Data records:
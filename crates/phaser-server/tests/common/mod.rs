use std::net::SocketAddr;
use std::time::Duration;

use futures::{SinkExt, StreamExt};
use tokio::net::TcpStream;
use tokio_tungstenite::tungstenite::Message;
use tokio_tungstenite::{MaybeTlsStream, WebSocketStream};

use phaser_core::identity::DeviceIdentity;
use phaser_core::net::messages::{
    ClientMessage, HitReportMsg, RegisterAckMsg, RegisterMsg, ServerMessage,
};
use phaser_core::net::protocol::{PROTOCOL_VERSION, decode_server_message, encode_client_message};
use phaser_core::test_helpers::make_identity;

use phaser_server::config::{AuthFileConfig, ServerConfig};

pub type WsStream = WebSocketStream<MaybeTlsStream<TcpStream>>;

pub struct TestServer {
    pub addr: SocketAddr,
    _shutdown: tokio::task::JoinHandle<()>,
}

impl TestServer {
    /// Start a test server with no auth.
    pub async fn new() -> Self {
        Self::from_config(ServerConfig::default()).await
    }

    /// Start a test server whose admin API needs `token`.
    pub async fn with_auth(token: &str) -> Self {
        let config = ServerConfig {
            auth: AuthFileConfig {
                bearer_token: Some(token.to_string()),
            },
            ..ServerConfig::default()
        };
        Self::from_config(config).await
    }

    pub async fn from_config(config: ServerConfig) -> Self {
        let listener = tokio::net::TcpListener::bind("127.0.0.1:0").await.unwrap();
        let addr = listener.local_addr().unwrap();

        let handle = tokio::spawn(async move {
            phaser_server::serve(listener, config).await.unwrap();
        });

        // Give the server a moment to start accepting
        tokio::time::sleep(Duration::from_millis(20)).await;

        Self {
            addr,
            _shutdown: handle,
        }
    }

    pub fn base_url(&self) -> String {
        format!("http://{}", self.addr)
    }

    pub fn ws_url(&self) -> String {
        format!("ws://{}/ws", self.addr)
    }
}

pub async fn ws_connect(url: &str) -> WsStream {
    let (stream, _) = tokio_tungstenite::connect_async(url).await.unwrap();
    stream
}

/// Send a Register and return the ack, whatever it says.
pub async fn ws_register_identity(
    stream: &mut WsStream,
    identity: DeviceIdentity,
    protocol_version: u8,
) -> RegisterAckMsg {
    let msg = ClientMessage::Register(RegisterMsg {
        identity,
        protocol_version,
    });
    ws_send_client_msg(stream, &msg).await;
    match ws_read_server_msg(stream).await {
        ServerMessage::RegisterAck(ack) => ack,
        other => panic!("Expected RegisterAck, got: {other:?}"),
    }
}

/// Connect and register a weapon, consuming the welcome (ack, config, state).
pub async fn ws_join(server: &TestServer, device: u8, player: u16, team: u8) -> WsStream {
    let mut stream = ws_connect(&server.ws_url()).await;
    let ack =
        ws_register_identity(&mut stream, make_identity(device, player, team), PROTOCOL_VERSION)
            .await;
    assert!(ack.success, "Expected successful register: {ack:?}");
    assert!(matches!(
        ws_read_server_msg(&mut stream).await,
        ServerMessage::ConfigUpdate(_)
    ));
    assert!(matches!(
        ws_read_server_msg(&mut stream).await,
        ServerMessage::GameState(_)
    ));
    stream
}

pub async fn ws_report_hit(stream: &mut WsStream, shooter_id: u16, target_id: u16) {
    let msg = ClientMessage::HitReport(HitReportMsg {
        shooter_id,
        target_id,
        payload: 0,
    });
    ws_send_client_msg(stream, &msg).await;
}

/// Read raw binary data from a WebSocket stream (5s timeout).
pub async fn ws_read_raw(stream: &mut WsStream) -> Vec<u8> {
    let deadline = Duration::from_secs(5);
    tokio::time::timeout(deadline, async {
        loop {
            match stream.next().await {
                Some(Ok(Message::Binary(data))) => return data.to_vec(),
                Some(Ok(Message::Close(_))) => panic!("WebSocket closed unexpectedly"),
                Some(Err(e)) => panic!("WebSocket error: {e}"),
                None => panic!("WebSocket stream ended"),
                _ => continue,
            }
        }
    })
    .await
    .expect("Timed out waiting for WebSocket message")
}

/// Try to read raw binary data, returning None on timeout.
pub async fn ws_try_read_raw(stream: &mut WsStream, timeout_ms: u64) -> Option<Vec<u8>> {
    let deadline = Duration::from_millis(timeout_ms);
    tokio::time::timeout(deadline, async {
        loop {
            match stream.next().await {
                Some(Ok(Message::Binary(data))) => return data.to_vec(),
                Some(Ok(Message::Close(_))) | Some(Err(_)) | None => {
                    panic!("WebSocket error or closed")
                },
                _ => continue,
            }
        }
    })
    .await
    .ok()
}

/// Wait for the server to close the connection (5s timeout).
pub async fn ws_expect_closed(stream: &mut WsStream) {
    let deadline = Duration::from_secs(5);
    tokio::time::timeout(deadline, async {
        loop {
            match stream.next().await {
                Some(Ok(Message::Close(_))) | Some(Err(_)) | None => return,
                Some(Ok(Message::Binary(_))) => continue,
                _ => continue,
            }
        }
    })
    .await
    .expect("Timed out waiting for the server to close");
}

pub async fn ws_read_server_msg(stream: &mut WsStream) -> ServerMessage {
    let data = ws_read_raw(stream).await;
    decode_server_message(&data).unwrap()
}

pub async fn ws_send_client_msg(stream: &mut WsStream, msg: &ClientMessage) {
    let encoded = encode_client_message(msg).unwrap();
    stream.send(Message::Binary(encoded.into())).await.unwrap();
}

PROBLEM DETAILS: Now copy each line of the entries that mentions "encoded".

TASK ANSWER:
    let encoded = encode_client_message(msg).unwrap();
    stream.send(Message::Binary(encoded.into())).await.unwrap();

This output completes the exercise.